### [Task to carry out]
Searching the material below, find each line that includes the word "LlmRequest", and copy it.

[Exercise input — start]

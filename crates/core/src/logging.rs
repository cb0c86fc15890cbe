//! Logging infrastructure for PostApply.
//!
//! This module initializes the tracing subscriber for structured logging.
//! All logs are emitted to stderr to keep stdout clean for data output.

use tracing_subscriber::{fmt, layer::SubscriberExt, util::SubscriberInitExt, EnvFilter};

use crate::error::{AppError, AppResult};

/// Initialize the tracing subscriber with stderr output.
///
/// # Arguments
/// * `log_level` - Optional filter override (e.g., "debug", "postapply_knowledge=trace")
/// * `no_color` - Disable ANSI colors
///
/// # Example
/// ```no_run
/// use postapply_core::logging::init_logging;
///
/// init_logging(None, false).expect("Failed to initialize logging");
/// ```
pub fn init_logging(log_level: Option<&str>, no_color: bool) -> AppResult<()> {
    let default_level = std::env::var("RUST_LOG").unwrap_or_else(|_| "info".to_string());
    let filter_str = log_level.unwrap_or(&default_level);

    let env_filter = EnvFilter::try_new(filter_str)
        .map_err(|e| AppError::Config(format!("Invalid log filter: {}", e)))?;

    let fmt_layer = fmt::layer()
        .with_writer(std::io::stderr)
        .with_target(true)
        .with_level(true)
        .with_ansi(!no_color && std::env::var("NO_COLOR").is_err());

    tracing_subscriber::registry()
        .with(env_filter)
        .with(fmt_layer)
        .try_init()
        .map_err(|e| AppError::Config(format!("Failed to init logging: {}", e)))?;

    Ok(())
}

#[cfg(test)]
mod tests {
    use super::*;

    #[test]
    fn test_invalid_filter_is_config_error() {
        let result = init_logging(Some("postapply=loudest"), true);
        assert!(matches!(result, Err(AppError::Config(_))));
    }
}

[Exercise input — finish]
[Exercise input — start]

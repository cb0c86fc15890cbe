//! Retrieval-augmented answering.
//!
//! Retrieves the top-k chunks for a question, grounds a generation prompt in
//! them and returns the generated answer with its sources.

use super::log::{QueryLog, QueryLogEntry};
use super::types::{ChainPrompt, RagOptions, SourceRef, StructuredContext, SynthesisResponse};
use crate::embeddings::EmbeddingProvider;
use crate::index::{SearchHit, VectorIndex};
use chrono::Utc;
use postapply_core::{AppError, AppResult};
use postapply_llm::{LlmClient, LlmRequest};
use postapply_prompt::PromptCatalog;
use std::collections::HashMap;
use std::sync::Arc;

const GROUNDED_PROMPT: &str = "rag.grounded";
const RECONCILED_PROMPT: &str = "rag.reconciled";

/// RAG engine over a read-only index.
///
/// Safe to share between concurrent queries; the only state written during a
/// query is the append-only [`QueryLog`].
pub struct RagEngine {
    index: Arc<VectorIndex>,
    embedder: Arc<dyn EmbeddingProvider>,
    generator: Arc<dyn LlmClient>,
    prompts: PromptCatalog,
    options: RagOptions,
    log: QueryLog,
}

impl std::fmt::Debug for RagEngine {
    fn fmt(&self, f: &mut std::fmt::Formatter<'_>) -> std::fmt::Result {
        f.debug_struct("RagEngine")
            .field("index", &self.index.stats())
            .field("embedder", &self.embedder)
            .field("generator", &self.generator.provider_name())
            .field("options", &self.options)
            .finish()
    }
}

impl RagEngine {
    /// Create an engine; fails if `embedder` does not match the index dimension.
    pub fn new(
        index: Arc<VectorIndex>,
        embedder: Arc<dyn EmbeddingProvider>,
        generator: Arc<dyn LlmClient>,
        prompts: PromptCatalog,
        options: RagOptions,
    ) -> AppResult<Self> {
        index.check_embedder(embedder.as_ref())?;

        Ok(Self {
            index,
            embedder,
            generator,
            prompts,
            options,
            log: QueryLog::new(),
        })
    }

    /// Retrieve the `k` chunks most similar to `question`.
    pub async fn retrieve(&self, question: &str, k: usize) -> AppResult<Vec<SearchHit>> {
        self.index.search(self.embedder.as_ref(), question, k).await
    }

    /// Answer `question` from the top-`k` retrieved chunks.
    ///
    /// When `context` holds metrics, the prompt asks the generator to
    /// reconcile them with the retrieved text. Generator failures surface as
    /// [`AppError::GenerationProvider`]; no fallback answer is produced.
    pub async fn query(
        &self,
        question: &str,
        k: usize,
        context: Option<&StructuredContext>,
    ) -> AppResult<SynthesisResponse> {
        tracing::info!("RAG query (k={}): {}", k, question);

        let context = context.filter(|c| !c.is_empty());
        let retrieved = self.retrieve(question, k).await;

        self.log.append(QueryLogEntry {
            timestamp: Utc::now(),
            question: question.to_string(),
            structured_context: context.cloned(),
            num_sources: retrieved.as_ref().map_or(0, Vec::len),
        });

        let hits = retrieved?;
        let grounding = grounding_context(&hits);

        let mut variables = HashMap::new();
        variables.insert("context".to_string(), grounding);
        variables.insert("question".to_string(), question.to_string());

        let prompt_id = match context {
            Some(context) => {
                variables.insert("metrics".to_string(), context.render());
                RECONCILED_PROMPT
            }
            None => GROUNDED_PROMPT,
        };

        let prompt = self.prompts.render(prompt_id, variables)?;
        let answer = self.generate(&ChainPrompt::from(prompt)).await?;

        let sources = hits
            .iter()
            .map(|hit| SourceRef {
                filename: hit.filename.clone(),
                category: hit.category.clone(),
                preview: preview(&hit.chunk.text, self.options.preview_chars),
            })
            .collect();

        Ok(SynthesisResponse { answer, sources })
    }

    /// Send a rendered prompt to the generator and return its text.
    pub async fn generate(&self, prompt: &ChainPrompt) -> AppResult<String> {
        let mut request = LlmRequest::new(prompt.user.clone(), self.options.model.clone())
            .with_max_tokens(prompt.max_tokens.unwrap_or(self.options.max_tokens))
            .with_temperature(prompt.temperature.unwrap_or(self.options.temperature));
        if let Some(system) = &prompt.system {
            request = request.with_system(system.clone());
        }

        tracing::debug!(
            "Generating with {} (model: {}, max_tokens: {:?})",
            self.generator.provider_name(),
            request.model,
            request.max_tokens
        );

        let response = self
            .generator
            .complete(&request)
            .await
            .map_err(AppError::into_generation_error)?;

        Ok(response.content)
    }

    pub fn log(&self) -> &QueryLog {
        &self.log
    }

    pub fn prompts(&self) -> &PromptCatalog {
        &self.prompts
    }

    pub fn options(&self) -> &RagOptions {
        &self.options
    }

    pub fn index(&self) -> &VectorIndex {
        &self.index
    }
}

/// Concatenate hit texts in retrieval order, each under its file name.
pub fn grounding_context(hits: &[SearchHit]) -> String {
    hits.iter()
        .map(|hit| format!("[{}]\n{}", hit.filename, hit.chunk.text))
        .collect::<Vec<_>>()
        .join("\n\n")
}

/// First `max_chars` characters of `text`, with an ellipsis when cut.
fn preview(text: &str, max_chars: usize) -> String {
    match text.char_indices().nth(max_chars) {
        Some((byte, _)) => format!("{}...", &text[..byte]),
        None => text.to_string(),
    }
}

[Exercise input — finish]

### [Task answer]
use postapply_llm::{LlmClient, LlmRequest};
        let mut request = LlmRequest::new(prompt.user.clone(), self.options.model.clone())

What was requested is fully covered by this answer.